Dataset entries:
******
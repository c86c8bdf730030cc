pub mod courier;
pub mod memory;
pub mod order;

use std::time::Duration;

use async_trait::async_trait;
use thiserror::Error;

use crate::geo::{DistanceUnit, Point};

pub use courier::CourierStorage;
pub use memory::MemoryStore;
pub use order::OrderStorage;

#[derive(Debug, Error)]
pub enum StorageError {
    #[error("storage backend failure: {0}")]
    Backend(String),

    #[error("key {key} holds a value of the wrong type")]
    WrongType { key: String },

    #[error("codec error: {0}")]
    Codec(#[from] serde_json::Error),
}

pub type Result<T> = std::result::Result<T, StorageError>;

#[derive(Debug, Clone, PartialEq)]
pub struct GeoMember {
    pub member: String,
    pub point: Point,
    /// Distance from the search center, in the unit of the query.
    pub distance: f64,
}

#[async_trait]
pub trait KeyValueStore: Send + Sync {
    async fn set(&self, key: &str, value: String, ttl: Option<Duration>) -> Result<()>;

    /// Returns `None` for absent or expired keys.
    async fn get(&self, key: &str) -> Result<Option<String>>;

    async fn del(&self, key: &str) -> Result<bool>;

    async fn incr(&self, key: &str) -> Result<i64>;

    async fn geo_add(&self, key: &str, member: &str, point: Point) -> Result<()>;

    /// Members within `radius` of `center`, nearest first.
    async fn geo_radius(
        &self,
        key: &str,
        center: Point,
        radius: f64,
        unit: DistanceUnit,
    ) -> Result<Vec<GeoMember>>;

    async fn geo_remove(&self, key: &str, member: &str) -> Result<bool>;

    async fn zadd(&self, key: &str, member: &str, score: f64) -> Result<()>;

    /// Members with `min <= score <= max`, lowest score first.
    async fn zrange_by_score(&self, key: &str, min: f64, max: f64) -> Result<Vec<String>>;

    async fn zrem(&self, key: &str, member: &str) -> Result<bool>;

    async fn zrem_range_by_score(&self, key: &str, min: f64, max: f64) -> Result<u64>;

    async fn zcard(&self, key: &str) -> Result<u64>;
}
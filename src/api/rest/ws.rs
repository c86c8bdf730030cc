use std::sync::Arc;

use axum::extract::ws::{Message, WebSocket, WebSocketUpgrade};
use axum::extract::State;
use axum::response::IntoResponse;
use futures::SinkExt;
use futures::StreamExt;
use serde::Deserialize;
use tokio::task::JoinHandle;
use tokio_stream::wrappers::BroadcastStream;
use tracing::{debug, info, warn};

use crate::api::rest::couriers::MoveRequest;
use crate::state::AppState;

/// Frames accepted from clients: `{"type": "move", "data": {"direction": 0, "zoom": 14}}`.
#[derive(Debug, Deserialize)]
#[serde(tag = "type", content = "data", rename_all = "lowercase")]
enum ClientMessage {
    Move(MoveRequest),
}

pub async fn ws_handler(
    ws: WebSocketUpgrade,
    State(state): State<Arc<AppState>>,
) -> impl IntoResponse {
    ws.on_upgrade(|socket| handle_socket(socket, state))
}

async fn handle_socket(socket: WebSocket, state: Arc<AppState>) {
    let (mut sender, mut receiver) = socket.split();
    let updates = BroadcastStream::new(state.status_tx.subscribe());

    info!("websocket client connected");

    match state.facade.status().await {
        Ok(status) => match serde_json::to_string(&status) {
            Ok(json) => {
                if sender.send(Message::Text(json)).await.is_err() {
                    return;
                }
            }
            Err(err) => warn!(error = %err, "failed to serialize status for ws"),
        },
        Err(err) => warn!(error = %err, "failed to load initial status for ws"),
    }

    let send_task = tokio::spawn(async move {
        let mut updates = updates;
        while let Some(update) = updates.next().await {
            let status = match update {
                Ok(status) => status,
                Err(err) => {
                    debug!(error = %err, "ws subscriber lagged behind status updates");
                    continue;
                }
            };

            let json = match serde_json::to_string(&status) {
                Ok(json) => json,
                Err(err) => {
                    warn!(error = %err, "failed to serialize status for ws");
                    continue;
                }
            };

            if sender.send(Message::Text(json)).await.is_err() {
                break;
            }
        }
    });

    let recv_state = state.clone();
    let recv_task = tokio::spawn(async move {
        while let Some(Ok(msg)) = receiver.next().await {
            let text = match msg {
                Message::Text(text) => text,
                Message::Close(_) => break,
                _ => continue,
            };

            match serde_json::from_str::<ClientMessage>(&text) {
                Ok(ClientMessage::Move(request)) => {
                    // failures are logged and counted by the state
                    let _ = recv_state
                        .move_courier(request.direction, request.zoom)
                        .await;
                }
                Err(err) => warn!(error = %err, "ignoring malformed ws message"),
            }
        }
    });

    run_until_first_exits(send_task, recv_task).await;

    info!("websocket client disconnected");
}

/// Waits for either half of a socket to finish and aborts the other.
async fn run_until_first_exits(mut send_task: JoinHandle<()>, mut recv_task: JoinHandle<()>) {
    tokio::select! {
        _ = &mut send_task => recv_task.abort(),
        _ = &mut recv_task => send_task.abort(),
    }
}

#[cfg(test)]
mod tests {
    use tokio::sync::oneshot;

    use super::{run_until_first_exits, ClientMessage};
    use crate::models::courier::Direction;

    #[test]
    fn parses_move_frames() {
        let frame = r#"{"type":"move","data":{"direction":1,"zoom":15}}"#;
        let ClientMessage::Move(request) = serde_json::from_str(frame).unwrap();
        assert_eq!(request.direction, Direction::Down);
        assert_eq!(request.zoom, 15);

        assert!(serde_json::from_str::<ClientMessage>(r#"{"type":"jump","data":{}}"#).is_err());
        assert!(
            serde_json::from_str::<ClientMessage>(r#"{"type":"move","data":{"direction":9,"zoom":1}}"#)
                .is_err()
        );
    }

    #[tokio::test]
    async fn finished_half_aborts_the_other() {
        let (alive_tx, alive_rx) = oneshot::channel::<()>();
        let finished = tokio::spawn(async {});
        let pending = tokio::spawn(async move {
            let _alive = alive_tx;
            std::future::pending::<()>().await;
        });

        run_until_first_exits(finished, pending).await;

        // the sender is dropped only once the pending half is aborted
        assert!(alive_rx.await.is_err());
    }
}
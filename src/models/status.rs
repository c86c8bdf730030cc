use serde::{Deserialize, Serialize};

use crate::models::courier::Courier;
use crate::models::order::Order;

/// Courier position together with the orders it can currently see.
#[derive(Debug, Clone, PartialEq, Serialize, Deserialize)]
pub struct CourierStatus {
    pub courier: Courier,
    pub orders: Vec<Order>,
}
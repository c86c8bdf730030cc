use chrono::{DateTime, Utc};
use serde::{Deserialize, Serialize};

use crate::geo::Point;

#[derive(Debug, Clone, PartialEq, Serialize, Deserialize)]
pub struct Order {
    pub id: i64,
    pub price: f64,
    pub delivery_price: f64,
    pub created_at: DateTime<Utc>,
    #[serde(flatten)]
    pub location: Point,
}

impl Order {
    /// Unsaved order; the index assigns the id on insert.
    pub fn new(price: f64, delivery_price: f64, location: Point, created_at: DateTime<Utc>) -> Self {
        Self {
            id: 0,
            price,
            delivery_price,
            created_at,
            location,
        }
    }

    /// Sort score of the time-ordered index: microseconds since the Unix epoch.
    pub fn created_at_score(&self) -> f64 {
        self.created_at.timestamp_micros() as f64
    }
}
******
**Assignment:** The lines holding the word "zoom" are the answer. Pull them out of the records and copy them.

**Result of the exercise:**
/// Frames accepted from clients: `{"type": "move", "data": {"direction": 0, "zoom": 14}}`.
                        .move_courier(request.direction, request.zoom)
        let frame = r#"{"type":"move","data":{"direction":1,"zoom":15}}"#;
        assert_eq!(request.zoom, 15);
            serde_json::from_str::<ClientMessage>(r#"{"type":"move","data":{"direction":9,"zoom":1}}"#)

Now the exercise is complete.